国宝・鳥獣人物戯画。作者不明のこのユーモアあふれるイラストは、800年たった今でも人々を惹きつけてやみません。今回、明治以来130年ぶりに4年がかりで行われた修復を記念して、「甲・乙・丙・丁」の4巻が同時に展示されています。この稀有な機会を逃してはなるものか、と友人と一緒に観てきましたが…素晴らしかった!!
実は京都国立博物館を訪れるのは初めて。
週末はひどい混雑だと聞いていたので(「鳥獣戯画展」公式ツイッター (@chojugiga_ten)と国宝 鳥獣戯画と高山寺&平成知新館 (@izanai_choju)では混雑状況を一時間ごとにツイートしてくれるのですごく参考になりました)、できれば週末は避けたいな、と思っていたところ、平日に友だちと京都で会うことになったのでナイスタイミングとばかりに行くことに。
色々予定もあるだろうからランチだけかな、と思っていたのですが、話も盛り上がったところで京博の話をすると一緒に行く!と言ってくれたので慌てて席をたって、市バスに乗って京博へ。

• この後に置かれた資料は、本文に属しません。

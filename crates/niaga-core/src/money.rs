//! # Money
//!
//! Rupiah amounts as whole integers. Rupiah has no minor unit in practice,
//! so there is nothing after the decimal point to lose; the only rounding in
//! the whole system is [`Money::prorate`], which prices loose pieces out of
//! a per-dus amount.
//!
//! ```text
//!   harga per dus   100.000     isi_per_dus 24     7 pcs
//!   7/24 × 100.000 = 29.166,67  ──prorate──►  29.167
//! ```
//!
//! ```rust
//! use niaga_core::money::Money;
//!
//! let harga = Money::from_rupiah(12_500);
//! let total = harga * 4 + Money::from_rupiah(1_000);
//! assert_eq!(total.rupiah(), 51_000);
//! assert_eq!(total.to_string(), "Rp 51.000");
//! ```

use serde::{Deserialize, Serialize};
use std::fmt;
use std::iter::Sum;
use std::ops::{Add, AddAssign, Mul, Neg, Sub, SubAssign};
use ts_rs::TS;

/// Whole rupiah. Signed, because reversals and losses go below zero.
///
/// Serialises as a bare JSON number and maps to an SQLite `INTEGER`.
#[derive(
    Debug, Clone, Copy, PartialEq, Eq, PartialOrd, Ord, Hash, Default, Serialize, Deserialize, TS,
)]
#[cfg_attr(feature = "sqlx", derive(sqlx::Type))]
#[cfg_attr(feature = "sqlx", sqlx(transparent))]
#[ts(export)]
pub struct Money(i64);

impl Money {
    #[inline]
    pub const fn from_rupiah(rupiah: i64) -> Self {
        Money(rupiah)
    }

    #[inline]
    pub const fn rupiah(&self) -> i64 {
        self.0
    }

    #[inline]
    pub const fn zero() -> Self {
        Money(0)
    }

    #[inline]
    pub const fn is_zero(&self) -> bool {
        self.0 == 0
    }

    #[inline]
    pub const fn is_positive(&self) -> bool {
        self.0 > 0
    }

    #[inline]
    pub const fn is_negative(&self) -> bool {
        self.0 < 0
    }

    /// Floors at zero. `sisa` and `kembalian` are never negative.
    #[inline]
    pub fn non_negative(self) -> Self {
        Money(self.0.max(0))
    }

    /// `self × numerator / denominator`, rounded half away from zero.
    ///
    /// Computed in `i128` so a large price times a large count cannot
    /// overflow before the division. A zero denominator yields zero.
    ///
    /// ```rust
    /// use niaga_core::money::Money;
    ///
    /// // 7 pcs of a Rp 100.000 case holding 24 pcs
    /// assert_eq!(Money::from_rupiah(100_000).prorate(7, 24).rupiah(), 29_167);
    /// ```
    pub fn prorate(&self, numerator: i64, denominator: i64) -> Money {
        if denominator == 0 {
            return Money::zero();
        }
        let product = i128::from(self.0) * i128::from(numerator);
        let divisor = i128::from(denominator);

        let magnitude = (product.abs() * 2 + divisor.abs()) / (divisor.abs() * 2);
        let signed = if (product < 0) != (divisor < 0) {
            -magnitude
        } else {
            magnitude
        };
        Money(signed as i64)
    }

    /// `self / base` in basis points, e.g. laba over omzet. `1250` is 12,50%.
    pub fn margin_bps(&self, base: Money) -> i64 {
        if base.is_zero() {
            return 0;
        }
        Money(10_000).prorate(self.0, base.0).0
    }
}

/// `Rp 1.250.000`, `-Rp 5.000`.
impl fmt::Display for Money {
    fn fmt(&self, f: &mut fmt::Formatter<'_>) -> fmt::Result {
        let digits = self.0.unsigned_abs().to_string();
        let head = digits.len() % 3;

        if self.0 < 0 {
            f.write_str("-")?;
        }
        f.write_str("Rp ")?;
        f.write_str(&digits[..head])?;
        for (n, group) in digits.as_bytes()[head..].chunks(3).enumerate() {
            if head > 0 || n > 0 {
                f.write_str(".")?;
            }
            // Chunks of an ASCII digit string are valid UTF-8.
            f.write_str(std::str::from_utf8(group).map_err(|_| fmt::Error)?)?;
        }
        Ok(())
    }
}

macro_rules! money_binop {
    ($op:ident, $method:ident, $assign:ident, $assign_method:ident, $sym:tt) => {
        impl $op for Money {
            type Output = Money;

            #[inline]
            fn $method(self, rhs: Money) -> Money {
                Money(self.0 $sym rhs.0)
            }
        }

        impl $assign for Money {
            #[inline]
            fn $assign_method(&mut self, rhs: Money) {
                *self = *self $sym rhs;
            }
        }
    };
}

money_binop!(Add, add, AddAssign, add_assign, +);
money_binop!(Sub, sub, SubAssign, sub_assign, -);

impl Neg for Money {
    type Output = Money;

    #[inline]
    fn neg(self) -> Money {
        Money(-self.0)
    }
}

/// Price per dus times a number of dus.
impl Mul<i64> for Money {
    type Output = Money;

    #[inline]
    fn mul(self, qty: i64) -> Money {
        Money(self.0 * qty)
    }
}

impl Sum for Money {
    fn sum<I: Iterator<Item = Money>>(iter: I) -> Money {
        Money(iter.map(|m| m.0).sum())
    }
}

impl<'a> Sum<&'a Money> for Money {
    fn sum<I: Iterator<Item = &'a Money>>(iter: I) -> Money {
        iter.copied().sum()
    }
}

#[cfg(test)]
mod tests {
    use super::*;

    #[test]
    fn test_display() {
        assert_eq!(Money::from_rupiah(0).to_string(), "Rp 0");
        assert_eq!(Money::from_rupiah(999).to_string(), "Rp 999");
        assert_eq!(Money::from_rupiah(1_000).to_string(), "Rp 1.000");
        assert_eq!(Money::from_rupiah(120_000).to_string(), "Rp 120.000");
        assert_eq!(Money::from_rupiah(1_250_000).to_string(), "Rp 1.250.000");
        assert_eq!(Money::from_rupiah(-5_000).to_string(), "-Rp 5.000");
    }

    #[test]
    fn test_arithmetic() {
        let dus = Money::from_rupiah(10_000);
        let diskon = Money::from_rupiah(2_500);

        assert_eq!((dus + diskon).rupiah(), 12_500);
        assert_eq!((dus - diskon).rupiah(), 7_500);
        assert_eq!((dus * 3).rupiah(), 30_000);
        assert_eq!((-dus).rupiah(), -10_000);

        let mut running = dus;
        running -= diskon;
        running += diskon * 2;
        assert_eq!(running.rupiah(), 12_500);

        let total: Money = [dus, diskon, diskon].iter().sum();
        assert_eq!(total.rupiah(), 15_000);
    }

    #[test]
    fn test_prorate_rounds_half_away_from_zero() {
        assert_eq!(Money::from_rupiah(100_000).prorate(12, 24).rupiah(), 50_000);
        // 4166,67
        assert_eq!(Money::from_rupiah(100_000).prorate(1, 24).rupiah(), 4_167);
        // 1250,5
        assert_eq!(Money::from_rupiah(10_004).prorate(1, 8).rupiah(), 1_251);
        assert_eq!(Money::from_rupiah(-10_004).prorate(1, 8).rupiah(), -1_251);
        assert_eq!(Money::from_rupiah(10_000).prorate(1, 0).rupiah(), 0);
    }

    #[test]
    fn test_margin_bps() {
        let omzet = Money::from_rupiah(300_000);
        assert_eq!(Money::from_rupiah(100_000).margin_bps(omzet), 3_333);
        assert_eq!(Money::from_rupiah(-30_000).margin_bps(omzet), -1_000);
        assert_eq!(Money::from_rupiah(5).margin_bps(Money::zero()), 0);
    }

    #[test]
    fn test_non_negative_and_ordering() {
        assert_eq!(Money::from_rupiah(-1).non_negative(), Money::zero());
        assert_eq!(Money::from_rupiah(7).non_negative().rupiah(), 7);
        assert_eq!(Money::from_rupiah(3).max(Money::from_rupiah(9)).rupiah(), 9);
        assert_eq!(Money::from_rupiah(3).min(Money::from_rupiah(9)).rupiah(), 3);
    }

    #[test]
    fn test_serializes_as_plain_number() {
        let json = serde_json::to_string(&Money::from_rupiah(15_000)).unwrap();
        assert_eq!(json, "15000");
        let back: Money = serde_json::from_str("15000").unwrap();
        assert_eq!(back.rupiah(), 15_000);
    }
}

17時受付終了なのですが、ぎりぎりセーフ。さすがぎりぎりだけあって入場は一切待たずにすっと入ることが出来ました。
最初は、鳥獣戯画を所蔵している京都・高台寺の収蔵品や、高台寺を再興した明恵上人を描いた「明恵上人樹上座禅像」などが展示されていました。二股にわかれた松の枝の上に座った明恵上人を弟子が描いたものだと言われています。肖像画なのに人物が小さく背景の自然と溶け込んだように描かれているのが珍しいのだそう。(※ちなみに鳥獣戯画は文化財ということもあり、普段も所蔵している高山寺ではなく京博で保管されています)
他にも、明恵上人が座右において愛玩した遺愛の犬とされる木彫の犬は、なんともユニークな表情で可愛い。また玉眼が美しい神鹿も。
8歳で父母を失い、生涯を仏の道に捧げますが、24歳の時に思いつめ仏眼像の前で右耳を自分で切り落とした明恵上人。和歌の才にもあふれこんな詩を残しているのですが、これがまた突き抜けています。
「あかあかや あかあかあかや あかあかや
あかあかあかや あかあかや月」
明恵が月の歌人とも呼ばれる所以たるものの一作でしょう。あかあかと冴え渡る月の明るさをこんなにも自由に歌った詩が他にあるでしょうか。
明恵上人については白洲正子の著作があるので、ちょっとまた読んでみようと思います。
展示を通り抜けて、いよいよ鳥獣人物戯画。甲巻のみ20分ほど行列がありましたが、展示の前では立ち止まらないようスタッフの方が常に声をかけているので、ゆっくりゆっくり一列になって進んでいきます。じっくり見たいところですが、こればかりは仕方ないですよねー。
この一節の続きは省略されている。